What Is a Three Outside Up/Down?

The three outside up and three outside down describe a pair of three-candle reversal patterns that appear on candlestick charts. In either, a dark candlestick is followed by two white ones, or vice-versa.

How Three Outside Up/Down Candlesticks Work

The three outside up is a bullish candlestick pattern with the following characteristics:

  1. The market is in a downtrend.
  2. The first candle is black.
  3. The second candle is white with a long real body and fully contains the first candle.
  4. The third candle is white with a higher close than the second candle.

Similarly, the three outside down is a bearish candlestick pattern with the following characteristics:

  1. The market is in an uptrend.
  2. The first candle is white.
  3. The second candle is black with a long real body that fully contains the first candle.
  4. The third candle is black with a close lower than the second candle.

The first candle marks the beginning of the end for the prevailing trend as the second candle engulfs the first candle. The third candle marks an acceleration of the reversal.
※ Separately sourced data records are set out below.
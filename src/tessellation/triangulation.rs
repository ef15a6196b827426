use std::collections::HashMap;

use tracing::debug;

use crate::error::Result;
use crate::geometry::Outline;
use crate::math::Point2;
use crate::operations::polygon::PolygonOperator;

use super::compositor::GlyphCompositor;
use super::decompose::DecomposedOutline;
use super::glyph::Glyph;
use super::triangulate::triangulate_outlines;
use super::{union_all, TessellationParams};

/// Flattens every contour, unions them and triangulates the result.
pub(super) fn build(
    glyph: &mut Glyph,
    outline: &DecomposedOutline,
    params: &TessellationParams,
    operator: &mut PolygonOperator,
) -> Result<()> {
    let mut vertices = outline.vertices.clone();
    let mut outlines = Vec::with_capacity(outline.contours.len());
    for contour in &outline.contours {
        let ring = contour.flatten(&mut vertices, params);
        if ring.len() >= 3 {
            outlines.push(Outline::from_vertex_loop(&ring, &vertices));
        }
    }

    let joined = union_all(operator, &mut vertices, &outlines)?;
    match triangulate_outlines(&vertices, &joined, &mut glyph.vertices) {
        Ok(triangles) => glyph.triangles = triangles,
        Err(err) if joined.len() == 1 => {
            debug!(glyph_id = glyph.glyph_id, error = %err, "CDT failed, clipping ears");
            glyph.vertices.clear();
            let triangles = GlyphCompositor::triangulate(&vertices, &joined[0])?;
            (glyph.vertices, glyph.triangles) = compact(&vertices, &triangles);
        }
        Err(err) => return Err(err.into()),
    }
    Ok(())
}

/// Copies the vertices `indices` refer to and renumbers the indices.
#[allow(clippy::cast_possible_truncation)]
fn compact(vertices: &[Point2], indices: &[u32]) -> (Vec<Point2>, Vec<u32>) {
    let mut remap: HashMap<u32, u32> = HashMap::new();
    let mut out = Vec::new();
    let indices = indices
        .iter()
        .map(|&i| {
            *remap.entry(i).or_insert_with(|| {
                out.push(vertices[i as usize]);
                (out.len() - 1) as u32
            })
        })
        .collect();
    (out, indices)
}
The three outside up and three outside down patterns occur frequently and are reliable indicators of a reversal. Traders can use these indicators as primary buying or selling signals but still watch for confirmations from other chart patterns or technical indicators.

Key Takeaways

  • Three Outside Up/Down are patterns of three candlesticks that often signal a reversal in trend.
  • The three outside up and three outside down patterns are characterized by one candlestick immediately followed by two candlesticks of opposite shading.
  • Each tries to leverage market psychology in order to read near-term changes in sentiment.

Three Outside Up Trader Psychology

The first candle continues the bearish trend, with the close lower than the open indicating strong selling interest while increasing bear confidence. The second candle opens lower but reverses, crossing through the opening tick in a display of bull power. This price action raises a red flag, telling bears to take profits or tighten stops because a reversal is possible. The security continues to post gains, lifting price above the range of the first candle, completing a bullish outside day candlestick. This increases bull confidence and sets off buying signals, confirmed when the security posts a new high on the third candle.

Three Outside Down Trader Psychology

The first candle continues the bullish trend, with the close higher than the open indicating strong buying interest while increasing bull confidence. The second candle opens higher but reverses, crossing through the opening tick in a display of bear power. This price action raises a red flag, telling bulls to take profits or tighten stops because a reversal is possible. The security continues to post losses, dropping price below the range of the first candle, completing a bearish outside day candlestick. This increases bear confidence and sets off selling signals confirmed when the security posts a new low on the third candle.